[Date Prev][Date Next][Thread Prev][Thread Next][Date Index][Thread Index]
Re: [Bug-wget] [PATCH] Make wget capable of starting download from a spe
From: |
Yousong Zhou |
Subject: |
Re: [Bug-wget] [PATCH] Make wget capable of starting download from a specified position. |
Date: |
Sat, 21 Dec 2013 17:24:47 +0800 |
User-agent: |
Mutt/1.5.20 (2009-06-14) |
On Sat, Dec 21, 2013 at 01:51:04PM +0530, Darshit Shah wrote:
> I have a few comments on the patch. Commenting inline.
Thank you.
>
> On Sat, Dec 21, 2013 at 12:32 PM, Yousong Zhou <address@hidden>wrote:
>
> > This patch adds an option `--start-pos' for specifying starting position
> > of a download, both for HTTP and FTP. When specified, the newly added
> > option would override `--continue'. Apart from that, no existing code
> > should be affected.
> >
> > Signed-off-by: Yousong Zhou <address@hidden>
> > ---
> > Hi,
> >
> > I found myself needed this feature when I was trying to tunnel the
> > download of
> > big file (several gigabytes) from a remote machine back to local through a
> > somewhat flaky connection.

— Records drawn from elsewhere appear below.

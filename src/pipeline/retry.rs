//! Bounded retry with exponential backoff around a backend call.
//!
//! Only errors accepted by the policy's predicate are retried (by default
//! [`BackendError::is_transient`]). Everything else propagates on the first
//! attempt. When the attempts run out, the last transient error is returned.

use std::time::Duration;

use serde::Serialize;

use super::backend::{BackendError, LlmBackend};
use crate::config::{DEFAULT_BASE_BACKOFF, DEFAULT_MAX_ATTEMPTS, DEFAULT_MAX_BACKOFF};

#[derive(Clone)]
pub struct RetryPolicy {
    /// Total attempts, first try included. Zero is treated as one.
    pub max_attempts: u32,
    pub base_backoff: Duration,
    pub max_backoff: Duration,
    pub retryable: fn(&BackendError) -> bool,
}

impl Default for RetryPolicy {
    fn default() -> Self {
        Self {
            max_attempts: DEFAULT_MAX_ATTEMPTS,
            base_backoff: DEFAULT_BASE_BACKOFF,
            max_backoff: DEFAULT_MAX_BACKOFF,
            retryable: BackendError::is_transient,
        }
    }
}

impl std::fmt::Debug for RetryPolicy {
    fn fmt(&self, f: &mut std::fmt::Formatter<'_>) -> std::fmt::Result {
        f.debug_struct("RetryPolicy")
            .field("max_attempts", &self.max_attempts)
            .field("base_backoff", &self.base_backoff)
            .field("max_backoff", &self.max_backoff)
            .finish_non_exhaustive()
    }
}

impl RetryPolicy {
    /// Same attempt budget, no sleeping. For tests and dry runs.
    pub fn without_backoff() -> Self {
        Self {
            base_backoff: Duration::ZERO,
            max_backoff: Duration::ZERO,
            ..Self::default()
        }
    }

    pub fn with_max_attempts(mut self, max_attempts: u32) -> Self {
        self.max_attempts = max_attempts;
        self
    }

    /// Wait after failed attempt `attempt` (1-based): `min(max, base * 2^(attempt-1))`.
    pub fn backoff_for(&self, attempt: u32) -> Duration {
        let exponent = attempt.saturating_sub(1).min(31);
        self.base_backoff
            .checked_mul(1u32 << exponent)
            .unwrap_or(self.max_backoff)
            .min(self.max_backoff)
    }
}

#[derive(Debug, Clone, PartialEq, Eq, Serialize)]
#[serde(rename_all = "snake_case")]
pub enum AttemptOutcome {
    Success,
    TransientFailure,
    PermanentFailure,
}

/// One call made by [`invoke_with_retry_traced`].
#[derive(Debug, Clone, Serialize)]
pub struct InvocationAttempt {
    /// 1-based attempt number.
    pub ordinal: u32,
    /// Wait taken after this attempt (zero when no retry followed).
    pub backoff: Duration,
    pub outcome: AttemptOutcome,
}

/// Call the backend, retrying retryable failures per `policy`.
pub fn invoke_with_retry(
    backend: &dyn LlmBackend,
    prompt: &str,
    policy: &RetryPolicy,
) -> Result<String, BackendError> {
    invoke_with_retry_traced(backend, prompt, policy).0
}

/// Like [`invoke_with_retry`] but also returns the attempt log.
pub fn invoke_with_retry_traced(
    backend: &dyn LlmBackend,
    prompt: &str,
    policy: &RetryPolicy,
) -> (Result<String, BackendError>, Vec<InvocationAttempt>) {
    let max_attempts = policy.max_attempts.max(1);
    let mut attempts = Vec::with_capacity(max_attempts as usize);

    for ordinal in 1..=max_attempts {
        match backend.invoke(prompt) {
            Ok(text) => {
                attempts.push(InvocationAttempt {
                    ordinal,
                    backoff: Duration::ZERO,
                    outcome: AttemptOutcome::Success,
                });
                if ordinal > 1 {
                    tracing::info!(
                        model = %backend.model_name(),
                        attempt = ordinal,
                        "Backend call succeeded after retry"
                    );
                }
                return (Ok(text), attempts);
            }
            Err(e) if !(policy.retryable)(&e) => {
                attempts.push(InvocationAttempt {
                    ordinal,
                    backoff: Duration::ZERO,
                    outcome: AttemptOutcome::PermanentFailure,
                });
                tracing::error!(
                    model = %backend.model_name(),
                    attempt = ordinal,
                    error = %e,
                    "Backend call failed with non-retryable error"
                );
                return (Err(e), attempts);
            }
            Err(e) if ordinal == max_attempts => {
                attempts.push(InvocationAttempt {
                    ordinal,
                    backoff: Duration::ZERO,
                    outcome: AttemptOutcome::TransientFailure,
                });
                tracing::error!(
                    model = %backend.model_name(),
                    attempts = ordinal,
                    error = %e,
                    "Backend call failed: retries exhausted"
                );
                return (Err(e), attempts);
            }
            Err(e) => {
                let backoff = policy.backoff_for(ordinal);
                attempts.push(InvocationAttempt {
                    ordinal,
                    backoff,
                    outcome: AttemptOutcome::TransientFailure,
                });
                tracing::warn!(
                    model = %backend.model_name(),
                    attempt = ordinal,
                    backoff_ms = backoff.as_millis() as u64,
                    error = %e,
                    "Backend call failed, retrying"
                );
                if !backoff.is_zero() {
                    std::thread::sleep(backoff);
                }
            }
        }
    }

    // max_attempts >= 1, so the loop always returns.
    (
        Err(BackendError::Transient("no attempt was made".into())),
        attempts,
    )
}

It's a pain both for the server and local
> > network
> > users if we have to repeat the previously already downloaded part in case
> > that
> > the connection hangs or breaks. Specifying 'Range: ' header is not an
> > option
> > for wget (integrity check in the code would fail), and curl is not fast
> > enough.
> > So I decided to make this patch in hope that this can also be useful to
> > someone
> > else.
> >
> > What integrity check would fail on using the Range Header? And if you
> already have a partially downloaded file why is using the --continue switch
> on an option?
`--continue` only works if there is already a partially downloaded file
on disk. Otherwise, specifying `-c' will only tell wget to start from
scratch.
By 'Range: ' header I mean headers specified by `--header'. If the
server sends back a 'Content-Range: ' header in the response, wget would
think that it's unexpected or not matching what's already on the disk
(would be zero if there is no file on disk). If I get the code right,
the check is at `http.c:gethttp()':
2744 if ((contrange != 0 && contrange != hs->restval)

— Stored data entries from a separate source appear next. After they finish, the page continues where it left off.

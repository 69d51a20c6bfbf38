//! Claude through the Anthropic messages API.

use reqwest::blocking::Client;
use serde::{Deserialize, Serialize};

use super::http::{build_client, send_json};
use super::{BackendConfig, BackendError, LlmBackend};
use crate::pipeline::prompt::USER_INSTRUCTION;

const DEFAULT_BASE_URL: &str = "https://api.anthropic.com";
const ANTHROPIC_VERSION: &str = "2023-06-01";

pub struct ClaudeBackend {
    base_url: String,
    api_key: String,
    model: String,
    temperature: f32,
    max_tokens: u32,
    client: Client,
}

impl ClaudeBackend {
    pub fn new(config: &BackendConfig) -> Result<Self, BackendError> {
        let api_key = config.require_api_key("Anthropic")?;
        Ok(Self {
            base_url: config.base_url_or(DEFAULT_BASE_URL),
            api_key,
            model: config.model.clone(),
            temperature: config.temperature,
            max_tokens: config.max_output_tokens,
            client: build_client(config.timeout_secs)?,
        })
    }

    fn endpoint(&self) -> String {
        format!("{}/v1/messages", self.base_url)
    }
}

#[derive(Serialize)]
struct UserMessage<'a> {
    role: &'a str,
    content: &'a str,
}

#[derive(Serialize)]
struct MessagesRequest<'a> {
    model: &'a str,
    max_tokens: u32,
    temperature: f32,
    system: &'a str,
    messages: Vec<UserMessage<'a>>,
}

#[derive(Deserialize)]
struct MessagesResponse {
    content: Vec<ContentBlock>,
}

#[derive(Deserialize)]
struct ContentBlock {
    #[serde(rename = "type")]
    kind: String,
    text: Option<String>,
}

fn build_request<'a>(
    model: &'a str,
    prompt: &'a str,
    temperature: f32,
    max_tokens: u32,
) -> MessagesRequest<'a> {
    MessagesRequest {
        model,
        max_tokens,
        temperature,
        system: prompt,
        messages: vec![UserMessage {
            role: "user",
            content: USER_INSTRUCTION,
        }],
    }
}

/// First text block of the reply.
fn response_text(response: MessagesResponse) -> Result<String, BackendError> {
    response
        .content
        .into_iter()
        .filter(|block| block.kind == "text")
        .find_map(|block| block.text)
        .ok_or_else(|| BackendError::MalformedResponse("Empty response from Anthropic".into()))
}

impl LlmBackend for ClaudeBackend {
    fn invoke(&self, prompt: &str) -> Result<String, BackendError> {
        let url = self.endpoint();
        let body = build_request(&self.model, prompt, self.temperature, self.max_tokens);

        tracing::info!(model = %self.model, "Sending request to Claude");
        let response: MessagesResponse = send_json(
            self.client
                .post(&url)
                .header("x-api-key", &self.api_key)
                .header("anthropic-version", ANTHROPIC_VERSION)
                .json(&body),
            &url,
        )?;
        tracing::info!(model = %self.model, "Received response from Claude");

        response_text(response)
    }

    fn model_name(&self) -> &str {
        &self.model
    }

    fn provider(&self) -> &'static str {
        "claude"
    }
}

#[cfg(test)]
mod tests {
    use super::*;
    use crate::pipeline::backend::http::test_server;
    use crate::pipeline::backend::BackendKind;

    #[test]
    fn prompt_goes_into_system_field() {
        let request = build_request("claude-3-5-sonnet", "SYSTEM", 0.0, 1024);
        let body = serde_json::to_value(request).unwrap();
        assert_eq!(body["system"], "SYSTEM");
        assert_eq!(body["messages"].as_array().unwrap().len(), 1);
        assert_eq!(body["messages"][0]["content"], USER_INSTRUCTION);
        assert_eq!(body["max_tokens"], 1024);
    }

    #[test]
    fn text_block_is_extracted() {
        let raw = r#"{"content":[{"type":"text","text":"<formal>[]</formal>"}]}"#;
        let response: MessagesResponse = serde_json::from_str(raw).unwrap();
        assert_eq!(response_text(response).unwrap(), "<formal>[]</formal>");
    }

    #[test]
    fn non_text_blocks_are_skipped() {
        let raw = r#"{"content":[{"type":"thinking"},{"type":"text","text":"ok"}]}"#;
        let response: MessagesResponse = serde_json::from_str(raw).unwrap();
        assert_eq!(response_text(response).unwrap(), "ok");
    }

    #[test]
    fn empty_content_is_malformed() {
        let response: MessagesResponse = serde_json::from_str(r#"{"content":[]}"#).unwrap();
        assert!(response_text(response).is_err());
    }

    #[test]
    fn endpoint_uses_messages_path() {
        let cfg =
            BackendConfig::new(BackendKind::Claude, "claude-3-5-sonnet", "p").with_api_key("k");
        let backend = ClaudeBackend::new(&cfg).unwrap();
        assert_eq!(backend.endpoint(), "https://api.anthropic.com/v1/messages");
        assert_eq!(backend.provider(), "claude");
    }

    fn claude_at(base_url: &str) -> ClaudeBackend {
        let cfg = BackendConfig::new(BackendKind::Claude, "claude-3-5-sonnet", "p")
            .with_api_key("sk-ant-test")
            .with_base_url(base_url)
            .with_timeout_secs(5);
        ClaudeBackend::new(&cfg).unwrap()
    }

    #[test]
    fn invoke_posts_messages_with_api_key_headers() {
        let (base_url, server) = test_server::serve_once(
            "200 OK",
            r#"{"content":[{"type":"text","text":"<formal>[]</formal>"}]}"#,
        );

        let text = claude_at(&base_url).invoke("SYSTEM").unwrap();
        let request = server.join().unwrap();

        assert_eq!(text, "<formal>[]</formal>");
        assert_eq!(request.request_line, "POST /v1/messages HTTP/1.1");
        assert_eq!(request.header("x-api-key"), Some("sk-ant-test"));
        assert_eq!(request.header("anthropic-version"), Some(ANTHROPIC_VERSION));
        assert_eq!(request.header("authorization"), None);
        let body: serde_json::Value = serde_json::from_str(&request.body).unwrap();
        assert_eq!(body["system"], "SYSTEM");
    }

    #[test]
    fn invoke_classifies_error_statuses() {
        test_server::assert_error_statuses_classified(|url| Box::new(claude_at(url)));
    }
}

2745 || (H_PARTIAL (statcode) && !contrange))
2746 {
2747 /* The Range request was somehow misunderstood by the server.
2748 Bail out. */
2749 xfree_null (type);
2750 CLOSE_INVALIDATE (sock);
2751 xfree (head);
2752 return RANGEERR;
2753 }
In my situation, wget was trigger on the remote machine like the
following:
wget -O - --start-pos "$OFFSET" "$URL" | nc -lp 7193
Then on local machine, I would download with:
nc localhost 7193
Before these, a local forwarding tunnel has been setup with ssh to make
this possible. So in this case, there was no local file on the machine
where wget was triggerred and `--continue' will not work. I am sure
there are other cases `--start-pos' would be useful and that
`--start-pos' would make wget more complete.
>
> yousong
> >
> > doc/ChangeLog | 4 ++++
> > doc/wget.texi | 14 ++++++++++++++
> > src/ChangeLog | 9 +++++++++
> > src/ftp.c | 2 ++
> > src/http.c | 2 ++
> > src/init.c | 1 +
> > src/main.c | 1 +
> > src/options.h | 1 +
> > 8 files changed, 34 insertions(+), 0 deletions(-)
> >
> > diff --git a/doc/ChangeLog b/doc/ChangeLog
> > index 3b05756..df103c8 100644
> > --- a/doc/ChangeLog
> > +++ b/doc/ChangeLog
> > @@ -1,3 +1,7 @@
> > +2013-12-21 Yousong Zhou <address@hidden>
> > +
> > + * wget.texi: Add documentation for --start-pos.
> > +
> > 2013-10-06 Tim Ruehsen <address@hidden>
> >
> > * wget.texi: add/explain quoting of wildcard patterns
> > diff --git a/doc/wget.texi b/doc/wget.texi
> > index 4a1f7f1..166ea08 100644
> > --- a/doc/wget.texi
> > +++ b/doc/wget.texi
> > @@ -701,6 +701,20 @@ Another instance where you'll get a garbled file if
> > you try to use
> > Note that @samp{-c} only works with @sc{ftp} servers and with @sc{http}
> > servers that support the @code{Range} header.
> >
> > address@hidden offset
> > address@hidden continue retrieval
> > address@hidden incomplete downloads
> > address@hidden resume download
> > address@hidden start position
> > address@hidden address@hidden
> > +Start the download at position @var{OFFSET}. Offset may be expressed in
> > bytes,
> > +kilobytes with the `k' suffix, or megabytes with the `m' suffix.
> > +
> > +When specified, it would override the behavior of @samp{--continue}. When
> > +using this option, you may also want to explicitly specify an output
> > filename
> > +with @samp{-O FILE} in order to not overwrite an existing partially
> > downloaded
> > +file.
> > +
> > @cindex progress indicator
> > @cindex dot style
> > @item address@hidden
> > diff --git a/src/ChangeLog b/src/ChangeLog
> > index 42ce3e4..ab8a496 100644
> > --- a/src/ChangeLog
> > +++ b/src/ChangeLog
> > @@ -1,3 +1,12 @@
> > +2013-12-21 Yousong Zhou <address@hidden>
> > +
> > + * options.h: Add option --start-pos to specify start position of
> > + a download.
> > + * main.c: Same purpose as above.
> > + * init.c: Same purpose as above.
> > + * http.c: Utilize opt.start_pos for HTTP download.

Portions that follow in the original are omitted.